Do what i did, study sociology/criminology, work at a nice hotel as bellmen on weekends & evenings - use your days to trade.... Flirting with hot 'cougs makes the job all worthwhile
======================= Trade Ranger; Good point about trading experience being greater than college courses. Went to a business seminar in the 1970s & remember the perspective of the PHD speaker/ home business king ; PHD speaker said with disgust -public education wasnt the key to sucess because it teaches you to work for some else. Professor/trader Jim Rogers & such are an obvious exception. Of course the educational backgroung of the top traders does rate about 1 or 2 sentences in a book chapter of Jack Schwagers books. Interesting additional practical requirement of an '' institutional sales trader '' the elite trader /headhunter wote this year, was daily reading the Wall Street Journal,[ section c I think].

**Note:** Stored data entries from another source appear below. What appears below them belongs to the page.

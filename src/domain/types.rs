//! Shared domain types.
//!
//! These types are intentionally kept lightweight and serializable so they can be:
//!
//! - produced by the chart pipeline in-memory
//! - exported to JSON for an external rendering surface
//! - drawn by the terminal renderers (ASCII and Plotters)

use chrono::NaiveDate;
use serde::{Deserialize, Serialize};

/// Date the price-gouging declaration took effect (California, 2025).
pub const EMERGENCY_DATE: (i32, u32, u32) = (2025, 1, 7);

/// FMR rule: the maximum legal rent is this multiple of fair-market rent.
pub const FMR_MULTIPLIER: f64 = 1.6;

/// Ten-percent rule: the maximum legal rent is this multiple of the base price.
pub const TEN_PERCENT_MULTIPLIER: f64 = 1.1;

/// Status shown for a listing whose rule is neither `tenpercent` nor `fmr`.
pub const UNKNOWN_RULE_MESSAGE: &str = "Unknown gouging rule; unable to calculate ceiling.";

/// Which regulatory formula applies to a listing.
#[derive(Debug, Clone, Copy, PartialEq, Eq, Serialize, Deserialize)]
#[serde(rename_all = "lowercase")]
pub enum GougingRule {
    /// Cap relative to the pre-emergency base price.
    Tenpercent,
    /// Cap relative to the fair-market-rent benchmark.
    Fmr,
    /// Anything else the listing store may carry.
    #[serde(other)]
    Unknown,
}

impl GougingRule {
    /// Parse the raw rule string stored with a listing.
    pub fn from_raw(raw: Option<&str>) -> Self {
        match raw.map(|s| s.trim().to_ascii_lowercase()).as_deref() {
            Some("tenpercent") => GougingRule::Tenpercent,
            Some("fmr") => GougingRule::Fmr,
            _ => GougingRule::Unknown,
        }
    }

    /// Short label shown next to "Rule".
    pub fn display_name(self) -> &'static str {
        match self {
            GougingRule::Tenpercent => "10%",
            GougingRule::Fmr => "FMR",
            GougingRule::Unknown => "Unknown",
        }
    }

    /// Observation labels charted for this rule, in regulatory event order.
    ///
    /// Returns `None` when no ceiling can be reasoned about.
    pub fn series_labels(self) -> Option<&'static [ObservationLabel]> {
        match self {
            GougingRule::Tenpercent => Some(&[
                ObservationLabel::Base,
                ObservationLabel::FirstGouge,
                ObservationLabel::Peak,
                ObservationLabel::Current,
            ]),
            GougingRule::Fmr => Some(&[
                ObservationLabel::FirstGouge,
                ObservationLabel::Peak,
                ObservationLabel::Current,
            ]),
            GougingRule::Unknown => None,
        }
    }
}

/// Regulatory significance of an observation.
#[derive(Debug, Clone, Copy, PartialEq, Eq, Hash, Serialize, Deserialize)]
#[serde(rename_all = "snake_case")]
pub enum ObservationLabel {
    Base,
    FirstGouge,
    Peak,
    Current,
}

impl ObservationLabel {
    pub fn display_name(self) -> &'static str {
        match self {
            ObservationLabel::Base => "Base",
            ObservationLabel::FirstGouge => "First Gouge",
            ObservationLabel::Peak => "Peak",
            ObservationLabel::Current => "Current",
        }
    }
}

/// A raw (date, price) pair as supplied by the listing store; either half may be missing.
#[derive(Debug, Clone, Copy, Default, PartialEq)]
pub struct RawObservation {
    pub date: Option<NaiveDate>,
    pub price: Option<f64>,
}

/// The four raw observation slots of a listing.
#[derive(Debug, Clone, Copy, Default, PartialEq)]
pub struct RawHistory {
    pub base: RawObservation,
    pub first_gouged: RawObservation,
    pub emergency_peak: RawObservation,
    pub latest: RawObservation,
}

impl RawHistory {
    pub fn get(&self, label: ObservationLabel) -> RawObservation {
        match label {
            ObservationLabel::Base => self.base,
            ObservationLabel::FirstGouge => self.first_gouged,
            ObservationLabel::Peak => self.emergency_peak,
            ObservationLabel::Current => self.latest,
        }
    }
}

/// One validated (date, price) sample tagged with its label.
#[derive(Debug, Clone, Copy, PartialEq, Serialize, Deserialize)]
pub struct Observation {
    pub date: NaiveDate,
    pub price: f64,
    pub label: ObservationLabel,
}

/// Ordered, non-empty observation sequence (caller order is authoritative).
#[derive(Debug, Clone, PartialEq, Serialize)]
pub struct Series {
    points: Vec<Observation>,
}

impl Series {
    /// Only constructed by the normalizer, which guarantees `points` is non-empty.
    pub(crate) fn from_points(points: Vec<Observation>) -> Self {
        Self { points }
    }

    pub fn points(&self) -> &[Observation] {
        &self.points
    }

    pub fn len(&self) -> usize {
        self.points.len()
    }

    pub fn is_empty(&self) -> bool {
        self.points.is_empty()
    }

    pub fn min_price(&self) -> f64 {
        self.points.iter().map(|p| p.price).fold(f64::INFINITY, f64::min)
    }

    pub fn max_price(&self) -> f64 {
        self.points.iter().map(|p| p.price).fold(f64::NEG_INFINITY, f64::max)
    }

    pub fn last_date(&self) -> Option<NaiveDate> {
        self.points.last().map(|p| p.date)
    }
}

/// Validated legal maximum price (finite, strictly positive).
#[derive(Debug, Clone, Copy, PartialEq, Serialize)]
pub struct Ceiling(pub(crate) f64);

impl Ceiling {
    pub fn value(self) -> f64 {
        self.0
    }
}

/// Jurisdictional constants and layout knobs passed into the chart builder.
#[derive(Debug, Clone, PartialEq)]
pub struct ChartRules {
    pub emergency_date: NaiveDate,
    pub fmr_multiplier: f64,
    pub ten_percent_multiplier: f64,

    /// Shaded band top edge = `max(prices) * shade_top_factor`.
    pub shade_top_factor: f64,
    /// Ceiling annotation sits this fraction of the price span above the ceiling.
    pub ceiling_label_lift: f64,

    pub axis_price_low: f64,
    pub axis_ceiling_low: f64,
    pub axis_price_high: f64,
    pub axis_ceiling_high: f64,
    pub axis_pad: f64,
    /// Smallest outward pad, so a flat all-zero series still gets a visible range.
    pub axis_min_pad: f64,

    /// Pixel offsets for price labels (positive = up).
    pub label_lead_offset: i32,
    pub label_offset: i32,
    pub label_tail_offset: i32,
}

impl Default for ChartRules {
    fn default() -> Self {
        let (y, m, d) = EMERGENCY_DATE;
        Self {
            emergency_date: NaiveDate::from_ymd_opt(y, m, d).unwrap_or_default(),
            fmr_multiplier: FMR_MULTIPLIER,
            ten_percent_multiplier: TEN_PERCENT_MULTIPLIER,
            shade_top_factor: 1.2,
            ceiling_label_lift: 0.05,
            axis_price_low: 0.7,
            axis_ceiling_low: 0.8,
            axis_price_high: 1.3,
            axis_ceiling_high: 1.2,
            axis_pad: 0.1,
            axis_min_pad: 1.0,
            label_lead_offset: 30,
            label_offset: 20,
            label_tail_offset: -30,
        }
    }
}

/// A vertical dotted segment from `y = 0` up to the observation.
#[derive(Debug, Clone, Copy, PartialEq, Serialize, Deserialize)]
pub struct DropLine {
    pub date: NaiveDate,
    pub y0: f64,
    pub y1: f64,
}

/// Violation band: from the first post-emergency observation to the last one,
/// between the ceiling and the band top.
#[derive(Debug, Clone, PartialEq, Serialize, Deserialize)]
pub struct ShadedRegion {
    pub start: NaiveDate,
    pub end: NaiveDate,
    pub bottom: f64,
    pub top: f64,
    /// Closed polygon: bottom edge forward over the shaded dates, top edge back.
    pub polygon: Vec<(NaiveDate, f64)>,
}

/// Horizontal reference at the legal maximum.
#[derive(Debug, Clone, PartialEq, Serialize, Deserialize)]
pub struct CeilingLine {
    pub y: f64,
    pub text: String,
    pub text_y: f64,
}

/// Vertical reference at the emergency date.
///
/// `y0`/`y1` are axis fractions (0 = bottom, 1 = top), not data values.
#[derive(Debug, Clone, PartialEq, Serialize, Deserialize)]
pub struct EmergencyLine {
    pub date: NaiveDate,
    pub y0: f64,
    pub y1: f64,
    pub text: String,
}

#[derive(Debug, Clone, PartialEq, Serialize, Deserialize)]
pub struct PriceLabel {
    pub date: NaiveDate,
    pub price: f64,
    pub label: ObservationLabel,
    pub text: String,
    /// Vertical pixel shift; positive moves the text up.
    pub y_offset: i32,
}

#[derive(Debug, Clone, Copy, PartialEq, Serialize, Deserialize)]
pub struct AxisRange {
    pub y_min: f64,
    pub y_max: f64,
}

impl AxisRange {
    pub fn contains_strictly(&self, y: f64) -> bool {
        y > self.y_min && y < self.y_max
    }
}

#[derive(Debug, Clone, PartialEq, Serialize, Deserialize)]
pub struct XTick {
    pub date: NaiveDate,
    pub text: String,
}

/// Geometry derived from a series before layout.
#[derive(Debug, Clone, PartialEq)]
pub struct ChartGeometry {
    pub line: Vec<(NaiveDate, f64)>,
    pub drop_lines: Vec<DropLine>,
    pub shaded_region: Option<ShadedRegion>,
    pub ceiling_line: Option<CeilingLine>,
    pub emergency_line: EmergencyLine,
}

/// Fully resolved chart description handed to a renderer.
#[derive(Debug, Clone, PartialEq, Serialize, Deserialize)]
pub struct ChartSpec {
    pub line: Vec<(NaiveDate, f64)>,
    pub drop_lines: Vec<DropLine>,
    pub shaded_region: Option<ShadedRegion>,
    pub ceiling_line: Option<CeilingLine>,
    pub emergency_line: EmergencyLine,
    pub labels: Vec<PriceLabel>,
    pub axis_range: AxisRange,
    pub x_ticks: Vec<XTick>,
}

impl ChartSpec {
    /// Earliest and latest date any element references (including the emergency line).
    pub fn date_span(&self) -> (NaiveDate, NaiveDate) {
        let e = self.emergency_line.date;
        self.line
            .iter()
            .map(|&(d, _)| d)
            .fold((e, e), |(lo, hi), d| (lo.min(d), hi.max(d)))
    }
}

/// A listing row as stored upstream; every field is optional.
#[derive(Debug, Clone, Default, PartialEq, Serialize, Deserialize)]
#[serde(default)]
pub struct ListingRecord {
    #[serde(deserialize_with = "text_or_number")]
    pub listing_id: String,
    pub street_address: Option<String>,
    pub city: Option<String>,
    pub agent_name: Option<String>,
    #[serde(deserialize_with = "opt_text_or_number")]
    pub agent_phone_number: Option<String>,
    pub listing_url: Option<String>,
    pub home_type: Option<String>,
    pub bedrooms: Option<f64>,
    #[serde(deserialize_with = "opt_text_or_number")]
    pub zipcode: Option<String>,
    pub gouging_rule: Option<String>,
    pub price_ceiling: Option<f64>,
    pub is_currently_unlisted: Option<bool>,

    pub base_price: Option<f64>,
    pub base_price_date: Option<String>,
    pub first_gouged_price: Option<f64>,
    pub first_gouged_price_date: Option<String>,
    pub emergency_peak_price: Option<f64>,
    pub emergency_peak_price_date: Option<String>,
    pub latest_price: Option<f64>,
    pub latest_price_date: Option<String>,

    pub fair_market_rent: Option<f64>,
}

/// Ids, ZIP codes and phone numbers arrive as strings or bare numbers depending on the store.
#[derive(Deserialize)]
#[serde(untagged)]
enum TextOrNumber {
    Text(String),
    Int(i64),
    Float(f64),
}

impl From<TextOrNumber> for String {
    fn from(value: TextOrNumber) -> Self {
        match value {
            TextOrNumber::Text(s) => s,
            TextOrNumber::Int(n) => n.to_string(),
            TextOrNumber::Float(f) => f.to_string(),
        }
    }
}

fn text_or_number<'de, D: serde::Deserializer<'de>>(d: D) -> Result<String, D::Error> {
    TextOrNumber::deserialize(d).map(String::from)
}

fn opt_text_or_number<'de, D: serde::Deserializer<'de>>(d: D) -> Result<Option<String>, D::Error> {
    Ok(Option::<TextOrNumber>::deserialize(d)?
        .map(String::from)
        .filter(|s| !s.trim().is_empty()))
}

impl ListingRecord {
    pub fn rule(&self) -> GougingRule {
        GougingRule::from_raw(self.gouging_rule.as_deref())
    }
}

/// Everything a front-end needs to show one listing.
#[derive(Debug, Clone)]
pub struct ListingView {
    pub record: ListingRecord,
    pub rule: GougingRule,
    pub history: RawHistory,
    pub ceiling: Option<Ceiling>,
    /// `None` when the rule is unknown; the summary still renders.
    pub chart: Option<ChartSpec>,
}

A major in any of these... Music, Philosophy, Art History, Literature, Roman History, any language, Religion And a minor in Statistics or Physics
Had a conversation with a PHD in econ/finance a few months ago. So I brought up EMH, and his eyes lit up since he TEACHES that course! LOL. Anyway.... started talking trading, and after just a few minutes of digging, I was completely STUNNED at how little he knew about the markets. This guy did NOT know what a specialist is, or the bid/offer process and how price is determined. Didnt know what a MM is, or all the games these guys play. Knew nothing about block prints, or trade throughs, NADA.... I suddenly started seriously considering that the college PHD guys really were 100% theory, and totally clueless when it came to the real deal. At least in computer science, I had *ONE* teacher that really knew his stuff.... ha ha.. My adivce: Statistics and computer science. The rest you cant get in school. peace axeman
Not knowing how the MMs work doesn't mean an economist is clueless aobut ht e"real deal." Games MMs play is not really relevant to economics, its not even relevant to the intermediate term price of the stocks, so there is no reason this econ prof should care. That's like ripping on a sports therapist for not knowing the rules to playing stick ball.
Well you can focus on a single aspect if you want, but a mentioned several. I think its more like ripping on a football historian, for not knowing how the game is scored. You teach efficient market hypothesis and dont even know how a trade occurs, how a market actually occurs?? In either case, it seems like the econ/finance type of degree is somewhat worthless for trading. peace axeman
I am finishing my MS in Finance, and the class that I am taking is called "International Finance", which is supposed to be a culmination of the finance program. The professor is a PhD in Finance and a CFA. He never had a real job outside of academia as far as I can tell. He was going through interest rate parity, PPP, etc... So one of the guys in class asked if current decline in Dollar was attributed to any of the theories that we just learned. The professor replied: "Dollar declining? I've never heard of that. I will have to look into that to answer your question" I fell of my chair... DVB
That's why they teach, not trade... Frankly, a good futures trader doesn't need to know a damn thing about specialists, block trades, L2..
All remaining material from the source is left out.